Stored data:
============
//! nlq-index - In-memory retrieval indexes
//!
//! Two index structures over the knowledge collections: a BM25 keyword
//! index and an exact-scan cosine vector index. Both are rebuilt
//! wholesale on sync; neither supports incremental updates. An index
//! that has not been built yet returns empty results rather than
//! erroring, so retrieval stays total.

mod lexical;
mod store;
mod vector;

pub use lexical::LexicalIndex;
pub use store::DocumentStore;
pub use vector::VectorIndex;
//! Postgres row decoding shared by execution and introspection.

use sqlx::postgres::PgRow;
use sqlx::{Column as _, Row, TypeInfo, ValueRef};

/// Decode one result row to JSON cells by Postgres type name.
pub fn row_to_values(row: &PgRow) -> Vec<serde_json::Value> {
    use serde_json::Value;

    (0..row.columns().len())
        .map(|idx| {
            if let Ok(raw) = row.try_get_raw(idx) {
                if raw.is_null() {
                    return Value::Null;
                }
            }
            let type_name = row.columns()[idx].type_info().name().to_string();
            match type_name.as_str() {
                "INT2" => row
                    .try_get::<i16, _>(idx)
                    .map(Value::from)
                    .unwrap_or(Value::Null),
                "INT4" => row
                    .try_get::<i32, _>(idx)
                    .map(Value::from)
                    .unwrap_or(Value::Null),
                "INT8" => row
                    .try_get::<i64, _>(idx)
                    .map(Value::from)
                    .unwrap_or(Value::Null),
                "FLOAT4" => row
                    .try_get::<f32, _>(idx)
                    .map(Value::from)
                    .unwrap_or(Value::Null),
                "FLOAT8" => row
                    .try_get::<f64, _>(idx)
                    .map(Value::from)
                    .unwrap_or(Value::Null),
                "NUMERIC" => row
                    .try_get::<rust_decimal::Decimal, _>(idx)
                    .ok()
                    .and_then(|d| d.to_string().parse::<f64>().ok())
                    .map(Value::from)
                    .unwrap_or(Value::Null),
                "BOOL" => row
                    .try_get::<bool, _>(idx)
                    .map(Value::from)
                    .unwrap_or(Value::Null),
                "DATE" => row
                    .try_get::<chrono::NaiveDate, _>(idx)
                    .map(|v| Value::from(v.to_string()))
                    .unwrap_or(Value::Null),
                "TIMESTAMP" => row
                    .try_get::<chrono::NaiveDateTime, _>(idx)
                    .map(|v| Value::from(v.to_string()))
                    .unwrap_or(Value::Null),
                "TIMESTAMPTZ" => row
                    .try_get::<chrono::DateTime<chrono::Utc>, _>(idx)
                    .map(|v| Value::from(v.to_rfc3339()))
                    .unwrap_or(Value::Null),
                _ => row
                    .try_get::<String, _>(idx)
                    .map(Value::from)
                    .unwrap_or(Value::Null),
            }
        })
        .collect()
}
============
Please repeat all the records above exactly as they appear.

//! nlq-index - In-memory retrieval indexes
//!
//! Two index structures over the knowledge collections: a BM25 keyword
//! index and an exact-scan cosine vector index. Both are rebuilt
//! wholesale on sync; neither supports incremental updates. An index
//! that has not been built yet returns empty results rather than
//! erroring, so retrieval stays total.

mod lexical;
mod store;
mod vector;

pub use lexical::LexicalIndex;
pub use store::DocumentStore;
pub use vector::VectorIndex;
//! Postgres row decoding shared by execution and introspection.

use sqlx::postgres::PgRow;
use sqlx::{Column as _, Row, TypeInfo, ValueRef};

/// Decode one result row to JSON cells by Postgres type name.
pub fn row_to_values(row: &PgRow) -> Vec<serde_json::Value> {
    use serde_json::Value;

    (0..row.columns().len())
        .map(|idx| {
            if let Ok(raw) = row.try_get_raw(idx) {
                if raw.is_null() {
                    return Value::Null;
                }
            }
            let type_name = row.columns()[idx].type_info().name().to_string();
            match type_name.as_str() {
                "INT2" => row
                    .try_get::<i16, _>(idx)
                    .map(Value::from)
                    .unwrap_or(Value::Null),
                "INT4" => row
                    .try_get::<i32, _>(idx)
                    .map(Value::from)
                    .unwrap_or(Value::Null),
                "INT8" => row
                    .try_get::<i64, _>(idx)
                    .map(Value::from)
                    .unwrap_or(Value::Null),
                "FLOAT4" => row
                    .try_get::<f32, _>(idx)
                    .map(Value::from)
                    .unwrap_or(Value::Null),
                "FLOAT8" => row
                    .try_get::<f64, _>(idx)
                    .map(Value::from)
                    .unwrap_or(Value::Null),
                "NUMERIC" => row
                    .try_get::<rust_decimal::Decimal, _>(idx)
                    .ok()
                    .and_then(|d| d.to_string().parse::<f64>().ok())
                    .map(Value::from)
                    .unwrap_or(Value::Null),
                "BOOL" => row
                    .try_get::<bool, _>(idx)
                    .map(Value::from)
                    .unwrap_or(Value::Null),
                "DATE" => row
                    .try_get::<chrono::NaiveDate, _>(idx)
                    .map(|v| Value::from(v.to_string()))
                    .unwrap_or(Value::Null),
                "TIMESTAMP" => row
                    .try_get::<chrono::NaiveDateTime, _>(idx)
                    .map(|v| Value::from(v.to_string()))
                    .unwrap_or(Value::Null),
                "TIMESTAMPTZ" => row
                    .try_get::<chrono::DateTime<chrono::Utc>, _>(idx)
                    .map(|v| Value::from(v.to_rfc3339()))
                    .unwrap_or(Value::Null),
                _ => row
                    .try_get::<String, _>(idx)
                    .map(Value::from)
                    .unwrap_or(Value::Null),
            }
        })
        .collect()
}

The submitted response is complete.